For those who think that there can be some sort of reconciliation between me and her, will need to say extra prayers because despite the fact that she is my mother, that is going to be very difficult for me to do. I have endured many years of judgment, lies, deceit, insensitivity, hypocrisy blah blah blah … I have really had enough of it.
My mother is one of those persons who has the “Something is wrong with everyone else” syndrome and clearly does no sort of introspection to see if maybe, just maybe, something is wrong with her. If she can’t see that, then I am through trying to get her to see the error of her ways. I am not a perfect daughter and I’m sure this must be a disappointment to her seeing that there are no other siblings to redeem her dream of whatever it is she had for me. However, I am an individual and I will not try to live the life that she has envisioned for me. It’s too late to be the doctor or lawyer or whatever it is she wanted me to be. It is very sad that she can’t be happy for me when I’m so happy (except for those times when she pushes me over the edge). There are so many things that has happened with her that I’ve tried to look past … but she always manages to do something to take me right back to where I was when there was nothing but hostility inside me for her.

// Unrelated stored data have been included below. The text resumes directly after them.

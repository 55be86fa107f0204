//! JSON model catalog
//!
//! Declares every model the platform can run: its provider, the provider's
//! model path, the task types it serves, its pricing rule and its parameter
//! schema. Prompt templates live alongside and supply the system request.

use std::collections::HashMap;
use std::path::Path;

use aigc_shared::{ProviderId, TaskType};
use serde::{Deserialize, Serialize};
use serde_json::{Map, Value};

use crate::collaborators::{
    CreditBreakdown, CreditCalculator, CreditQuote, ModelRoute, ProviderRouter, SubTaskPlan,
    SystemRequestResolver,
};
use crate::error::{ProviderError, TaskError, TaskResult};
use crate::model::{TaskMetadata, TaskRequest};
use crate::params::ParameterSpec;

#[derive(Debug, Clone, PartialEq, Serialize, Deserialize)]
#[serde(tag = "kind", rename_all = "snake_case")]
pub enum PricingRule {
    /// Fixed price per subtask
    Flat { credits: i64 },
    /// Price times a count parameter, e.g. `num_images`
    PerUnit { credits: i64, param: String },
    /// Price per started second of a duration parameter
    PerSecond { credits_per_second: i64, param: String },
}

impl PricingRule {
    pub fn price(&self, params: &Map<String, Value>) -> i64 {
        match self {
            PricingRule::Flat { credits } => *credits,
            PricingRule::PerUnit { credits, param } => {
                let units = params.get(param).and_then(Value::as_i64).unwrap_or(1).max(1);
                credits * units
            }
            PricingRule::PerSecond {
                credits_per_second,
                param,
            } => {
                let seconds = params
                    .get(param)
                    .and_then(Value::as_f64)
                    .unwrap_or(1.0)
                    .max(0.0)
                    .ceil() as i64;
                credits_per_second * seconds.max(1)
            }
        }
    }
}

#[derive(Debug, Clone, PartialEq, Serialize, Deserialize)]
pub struct ModelEntry {
    pub code: String,
    pub provider: ProviderId,
    pub provider_model: String,
    pub task_types: Vec<TaskType>,
    pub pricing: PricingRule,
    #[serde(default)]
    pub parameters: Vec<ParameterSpec>,
}

#[derive(Debug, Clone, PartialEq, Serialize, Deserialize)]
pub struct TemplateEntry {
    pub id: String,
    pub system_request: Value,
}

#[derive(Debug, Clone, Default, Serialize, Deserialize)]
struct CatalogFile {
    #[serde(default)]
    models: Vec<ModelEntry>,
    #[serde(default)]
    templates: Vec<TemplateEntry>,
}

#[derive(Debug, Clone, Default)]
pub struct ModelCatalog {
    models: HashMap<String, ModelEntry>,
    templates: HashMap<String, Value>,
}

impl ModelCatalog {
    pub fn from_json(json: &str) -> TaskResult<Self> {
        let file: CatalogFile = serde_json::from_str(json)
            .map_err(|e| TaskError::Validation(format!("invalid model catalog: {}", e)))?;

        let mut catalog = Self::default();
        for model in file.models {
            if catalog.models.contains_key(&model.code) {
                return Err(TaskError::Validation(format!(
                    "duplicate model code in catalog: {}",
                    model.code
                )));
            }
            catalog.models.insert(model.code.clone(), model);
        }
        for template in file.templates {
            catalog.templates.insert(template.id, template.system_request);
        }

        tracing::info!(
            models = catalog.models.len(),
            templates = catalog.templates.len(),
            "Loaded model catalog"
        );
        Ok(catalog)
    }

    pub fn load(path: impl AsRef<Path>) -> TaskResult<Self> {
        let path = path.as_ref();
        let json = std::fs::read_to_string(path).map_err(|e| {
            TaskError::Validation(format!("cannot read catalog {}: {}", path.display(), e))
        })?;
        Self::from_json(&json)
    }

    pub fn model(&self, code: &str) -> Option<&ModelEntry> {
        self.models.get(code)
    }
}

impl SystemRequestResolver for ModelCatalog {
    fn resolve_system_request(
        &self,
        _task_type: TaskType,
        _request: &TaskRequest,
        metadata: &TaskMetadata,
    ) -> TaskResult<Value> {
        match &metadata.template_id {
            None => Ok(Value::Object(Map::new())),
            Some(id) => self
                .templates
                .get(id)
                .cloned()
                .ok_or_else(|| TaskError::Validation(format!("unknown template: {}", id))),
        }
    }
}

impl ProviderRouter for ModelCatalog {
    fn route(
        &self,
        model_code: &str,
        task_type: TaskType,
        _request: &TaskRequest,
        _system_request: &Value,
    ) -> TaskResult<ModelRoute> {
        let model = self
            .models
            .get(model_code)
            .ok_or_else(|| ProviderError::UnknownModel(model_code.to_string()))?;

        if !model.task_types.contains(&task_type) {
            return Err(TaskError::Validation(format!(
                "model {} does not support {}",
                model_code, task_type
            )));
        }

        Ok(ModelRoute {
            provider: model.provider,
            provider_model: model.provider_model.clone(),
            parameters: model.parameters.clone(),
        })
    }
}

impl CreditCalculator for ModelCatalog {
    fn calculate_task_credits(
        &self,
        _task_type: TaskType,
        plans: &[SubTaskPlan],
        _metadata: &TaskMetadata,
        _system_request: &Value,
    ) -> TaskResult<CreditQuote> {
        let mut breakdown = Vec::with_capacity(plans.len());
        for plan in plans {
            let model = self
                .models
                .get(&plan.model_code)
                .ok_or_else(|| ProviderError::UnknownModel(plan.model_code.clone()))?;
            breakdown.push(CreditBreakdown {
                model_code: plan.model_code.clone(),
                credits: model.pricing.price(&plan.params),
            });
        }

        Ok(CreditQuote {
            total_credits: breakdown.iter().map(|b| b.credits).sum(),
            breakdown,
        })
    }
}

I know this sounds very sad and I’ve thought about this so many times. Am I a bad person for feeling this way about her? This is now past teenage rebellion where you thought your mother was the worst person in the world. These are real issues that I have been able to put into perspective as an adult. I really don’t want it to be that one of us is no longer here and we have to live with the fact that we didn’t have a relationship. I hope … still hope …. that there is a reconciliation somewhere in the future before it is too late.
And …. in honour of the paternal parental unit, I will have to do a blog about my father … can’t believe this was never done given the wonder of our interaction!!